I've mentioned it before, but it's germane to the topic.
Years ago- too many years ago- I built an entire car, by grafting a junk, rusty, engineless '65 Chevy Corvair body, to a 1977 Chevy Blazer frame and running gear. It wasn't a particularly wild modification- I wasn't the first to do something like that, and wasn't by any means the last- but it was pretty involved for a punk kid on a nonexistent budget.
And virtually every tool I used, could have fit into the back of a shortbed pickup, with nothing sticking up over the edge, and with room to spare.
I had a Milwaukee corded hand drill, maybe a dozen drill bits (most of which were dull) a 9" angle grinder, a chinzy plastic bodied bench grinder, a decent drill press (decent except the lowest speed was still too fast for drilling steel with anything but the smallest drills- hence the "dull" part) and a Lincoln "tombstone" AC buzzbox welder.

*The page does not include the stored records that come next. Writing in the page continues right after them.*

//! Page resource naming.
//!
//! Shared resources (fonts, image XObjects, graphics states) are referenced
//! from content streams by short local names. Names are handed out per
//! category in call order (`F1`, `F2`, …; `Im1`, …; `GS1`, …) and the
//! aggregate `/Resources` dictionary is rendered with a fixed category order
//! and entries sorted by name.

use super::object_serializer::ObjectSerializer;
use crate::error::{Error, Result};
use crate::object::{Dict, Object, ObjectRef};

/// Resource category, in serialization order.
#[derive(Debug, Clone, Copy, PartialEq, Eq, PartialOrd, Ord, Hash)]
pub enum ResourceCategory {
    /// `/Font`, names `F1…`
    Font,
    /// `/XObject`, names `Im1…`
    XObject,
    /// `/ExtGState`, names `GS1…`
    ExtGState,
}

impl ResourceCategory {
    /// All categories in the order they are serialized.
    pub const ALL: [ResourceCategory; 3] =
        [ResourceCategory::Font, ResourceCategory::XObject, ResourceCategory::ExtGState];

    /// Dictionary key of this category.
    pub fn key(self) -> &'static str {
        match self {
            ResourceCategory::Font => "Font",
            ResourceCategory::XObject => "XObject",
            ResourceCategory::ExtGState => "ExtGState",
        }
    }

    /// Local-name prefix.
    pub fn prefix(self) -> &'static str {
        match self {
            ResourceCategory::Font => "F",
            ResourceCategory::XObject => "Im",
            ResourceCategory::ExtGState => "GS",
        }
    }

    fn slot(self) -> usize {
        match self {
            ResourceCategory::Font => 0,
            ResourceCategory::XObject => 1,
            ResourceCategory::ExtGState => 2,
        }
    }
}

/// One named resource.
#[derive(Debug, Clone, Copy, PartialEq, Eq)]
pub struct ResourceEntry {
    /// Category the entry belongs to
    pub category: ResourceCategory,
    /// 1-based sequence number within the category
    pub index: u32,
    /// Object the name points at
    pub target: u32,
}

impl ResourceEntry {
    /// Local name, e.g. `F2`.
    pub fn local_name(&self) -> String {
        format!("{}{}", self.category.prefix(), self.index)
    }
}

/// Procedure sets declared by every non-empty resource dictionary.
const PROC_SET: [&str; 5] = ["PDF", "Text", "ImageB", "ImageC", "ImageI"];

/// Per-page registry of named resources.
#[derive(Debug, Clone, Default)]
pub struct ResourceRegistry {
    entries: [Vec<ResourceEntry>; 3],
}

impl ResourceRegistry {
    /// Create an empty registry.
    pub fn new() -> Self {
        Self::default()
    }

    /// Register a font object and return its local name.
    pub fn add_font(&mut self, obj_num: u32) -> Result<String> {
        self.add(ResourceCategory::Font, obj_num)
    }

    /// Register an image XObject and return its local name.
    pub fn add_image(&mut self, obj_num: u32) -> Result<String> {
        self.add(ResourceCategory::XObject, obj_num)
    }

    /// Register an ExtGState object and return its local name.
    pub fn add_ext_gstate(&mut self, obj_num: u32) -> Result<String> {
        self.add(ResourceCategory::ExtGState, obj_num)
    }

    /// Append an entry to `category`.
    ///
    /// # Errors
    ///
    /// [`Error::InvalidObjectNumber`] for object 0, which is never allocated.
    pub fn add(&mut self, category: ResourceCategory, obj_num: u32) -> Result<String> {
        if obj_num == 0 {
            return Err(Error::InvalidObjectNumber(obj_num));
        }
        let list = &mut self.entries[category.slot()];
        let entry = ResourceEntry {
            category,
            index: list.len() as u32 + 1,
            target: obj_num,
        };
        list.push(entry);
        Ok(entry.local_name())
    }

    /// Name already assigned to `obj_num` in `category`, if any.
    pub fn name_of(&self, category: ResourceCategory, obj_num: u32) -> Option<String> {
        self.entries[category.slot()]
            .iter()
            .find(|e| e.target == obj_num)
            .map(ResourceEntry::local_name)
    }

    /// Name for `obj_num` in `category`, registering it on first use.
    pub fn get_or_add(&mut self, category: ResourceCategory, obj_num: u32) -> Result<String> {
        match self.name_of(category, obj_num) {
            Some(name) => Ok(name),
            None => self.add(category, obj_num),
        }
    }

    /// True once any category holds an entry.
    pub fn has_resources(&self) -> bool {
        self.entries.iter().any(|list| !list.is_empty())
    }

    /// Entries of one category, in registration order.
    pub fn entries(&self, category: ResourceCategory) -> &[ResourceEntry] {
        &self.entries[category.slot()]
    }

    /// Build the `/Resources` dictionary.
    pub fn to_object(&self) -> Object {
        let mut resources = Dict::new();
        if !self.has_resources() {
            return Object::Dictionary(resources);
        }

        for category in ResourceCategory::ALL {
            let mut sorted = self.entries[category.slot()].clone();
            if sorted.is_empty() {
                continue;
            }
            sorted.sort_by_key(|e| e.index);

            let sub: Dict = sorted
                .iter()
                .map(|e| (e.local_name(), Object::Reference(ObjectRef::new(e.target, 0))))
                .collect();
            resources.insert(category.key().to_string(), Object::Dictionary(sub));
        }

        resources.insert(
            "ProcSet".to_string(),
            Object::Array(PROC_SET.iter().map(|p| ObjectSerializer::name(p)).collect()),
        );
        Object::Dictionary(resources)
    }

    /// Serialize the `/Resources` dictionary in compact form.
    pub fn serialize(&self) -> Vec<u8> {
        ObjectSerializer::compact().serialize(&self.to_object())
    }
}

Over the course of the build, I bought myself a jigsaw to help cut out aluminum panels, a couple of air tools like a pistol grip sander and a die grinder with a cut-off wheel, and the big purchase, which I had to save up for several months for, a $700 Hobart "suitcase" 110V MIG welder.

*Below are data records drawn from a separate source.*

//! Page content elements.
//!
//! The `ContentElement` enum is the closed set of things a page can draw.
//! Every variant exposes the same capabilities:
//! - `bbox()`: the area it covers
//! - `validate()`: structural checks run before a document is written
//! - rendering to content-stream operators, done by
//!   [`ContentStreamBuilder`](crate::writer::ContentStreamBuilder)
//!
//! ## Example
//!
//! ```
//! use pdf_forge::elements::{ContentElement, TextContent};
//!
//! let element = ContentElement::Text(TextContent::simple("Hello, World!", 72.0, 720.0, 12.0));
//! assert!(element.validate().is_ok());
//! ```

mod image;
mod path;
mod table;
mod text;

pub use image::{ColorSpace, ImageContent, ImageFormat};
pub use path::{LineCap, LineJoin, PathContent, PathOperation};
pub use table::{TableCellAlign, TableCellContent, TableContent, TableContentStyle, TableRowContent};
pub use text::{FontSpec, TextContent, TextStyle};

use crate::error::{Error, Result};
use crate::geometry::Rect;

/// An RGB color, each channel in 0.0..=1.0.
#[derive(Debug, Clone, Copy, PartialEq)]
pub struct Color {
    /// Red channel
    pub r: f32,
    /// Green channel
    pub g: f32,
    /// Blue channel
    pub b: f32,
}

impl Color {
    /// Create a new color.
    pub fn new(r: f32, g: f32, b: f32) -> Self {
        Self { r, g, b }
    }

    /// Black.
    pub fn black() -> Self {
        Self::new(0.0, 0.0, 0.0)
    }

    /// White.
    pub fn white() -> Self {
        Self::new(1.0, 1.0, 1.0)
    }

    /// True when every channel is black.
    pub fn is_black(&self) -> bool {
        self.r == 0.0 && self.g == 0.0 && self.b == 0.0
    }

    /// Channels as an array.
    pub fn components(&self) -> [f32; 3] {
        [self.r, self.g, self.b]
    }

    /// Every channel finite and within 0.0..=1.0.
    pub fn is_valid(&self) -> bool {
        self.components()
            .iter()
            .all(|c| c.is_finite() && (0.0..=1.0).contains(c))
    }
}

impl Default for Color {
    fn default() -> Self {
        Self::black()
    }
}

/// Check an optional opacity lies within 0.0..=1.0.
pub(crate) fn validate_opacity(opacity: Option<f32>, what: &str) -> Result<()> {
    match opacity {
        Some(o) if !(o.is_finite() && (0.0..=1.0).contains(&o)) => Err(Error::invalid_document(
            format!("{} opacity {} outside 0..=1", what, o),
        )),
        _ => Ok(()),
    }
}

/// A content element drawn on a page.
#[derive(Debug, Clone)]
pub enum ContentElement {
    /// Text content with positioning and styling
    Text(TextContent),
    /// Image content with position and sample data
    Image(ImageContent),
    /// Vector path/graphics content
    Path(PathContent),
    /// Table content with rows and cells
    Table(TableContent),
}

impl ContentElement {
    /// Get the bounding box of this element.
    pub fn bbox(&self) -> Rect {
        match self {
            ContentElement::Text(t) => t.bbox,
            ContentElement::Image(i) => i.bbox,
            ContentElement::Path(p) => p.bbox(),
            ContentElement::Table(t) => t.bbox,
        }
    }

    /// Constant opacity requested by this element, if any.
    pub fn opacity(&self) -> Option<f32> {
        match self {
            ContentElement::Text(t) => t.opacity,
            ContentElement::Image(i) => i.opacity,
            ContentElement::Path(p) => p.opacity,
            ContentElement::Table(_) => None,
        }
    }

    /// Structural validation.
    pub fn validate(&self) -> Result<()> {
        match self {
            ContentElement::Text(t) => t.validate(),
            ContentElement::Image(i) => i.validate(),
            ContentElement::Path(p) => p.validate(),
            ContentElement::Table(t) => t.validate(),
        }
    }

    /// Check if this is a text element.
    pub fn is_text(&self) -> bool {
        matches!(self, ContentElement::Text(_))
    }

    /// Check if this is an image element.
    pub fn is_image(&self) -> bool {
        matches!(self, ContentElement::Image(_))
    }

    /// Get as image content if this is an image element.
    pub fn as_image(&self) -> Option<&ImageContent> {
        match self {
            ContentElement::Image(i) => Some(i),
            _ => None,
        }
    }
}

impl From<TextContent> for ContentElement {
    fn from(t: TextContent) -> Self {
        ContentElement::Text(t)
    }
}

impl From<ImageContent> for ContentElement {
    fn from(i: ImageContent) -> Self {
        ContentElement::Image(i)
    }
}

impl From<PathContent> for ContentElement {
    fn from(p: PathContent) -> Self {
        ContentElement::Path(p)
    }
}

impl From<TableContent> for ContentElement {
    fn from(t: TableContent) -> Self {
        ContentElement::Table(t)
    }
}

#[cfg(test)]
mod tests {
    use super::*;

    #[test]
    fn test_color_validity() {
        assert!(Color::black().is_valid());
        assert!(Color::new(0.2, 0.4, 1.0).is_valid());
        assert!(!Color::new(1.5, 0.0, 0.0).is_valid());
        assert!(!Color::new(f32::NAN, 0.0, 0.0).is_valid());
        assert!(Color::default().is_black());
    }

    #[test]
    fn test_element_dispatch() {
        let text: ContentElement = TextContent::simple("hi", 10.0, 20.0, 12.0).into();
        assert!(text.is_text());
        assert!(!text.is_image());
        assert_eq!(text.bbox().x, 10.0);
        assert_eq!(text.opacity(), None);

        let path: ContentElement = PathContent::new()
            .move_to(0.0, 0.0)
            .line_to(50.0, 80.0)
            .with_opacity(0.5)
            .into();
        assert_eq!(path.bbox(), Rect::new(0.0, 0.0, 50.0, 80.0));
        assert_eq!(path.opacity(), Some(0.5));
        assert!(path.as_image().is_none());
    }

    #[test]
    fn test_opacity_validation() {
        assert!(validate_opacity(None, "text").is_ok());
        assert!(validate_opacity(Some(0.0), "text").is_ok());
        assert!(validate_opacity(Some(1.0), "text").is_ok());
        assert!(validate_opacity(Some(1.01), "text").is_err());
        assert!(validate_opacity(Some(-0.1), "text").is_err());
    }
}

Apart from that, I only had hand tools. Sockets, combination wrenches, screwdrivers, a couple hammers, two or three dull, coarse files, maybe a hacksaw.
That really was about it.
No mill or lathe, and no access to them either. No TIG welder, no bandsaw- or portaband saw- no abrasive chop saw, no plasma cutter, no MIG that could weld anything thicker than 1/8" steel, no sandblaster, no anvil, no parts washer, no spoolgun.
None of my specialty hand tools like body hammers, sheetmetal nibblers or even proper wire strippers.
And all that skips over the fact I used reclaimed metals (I'd cut sections of sheetmetal off junk car hoods and doors and basically built the whole thing on an extremely tight budget.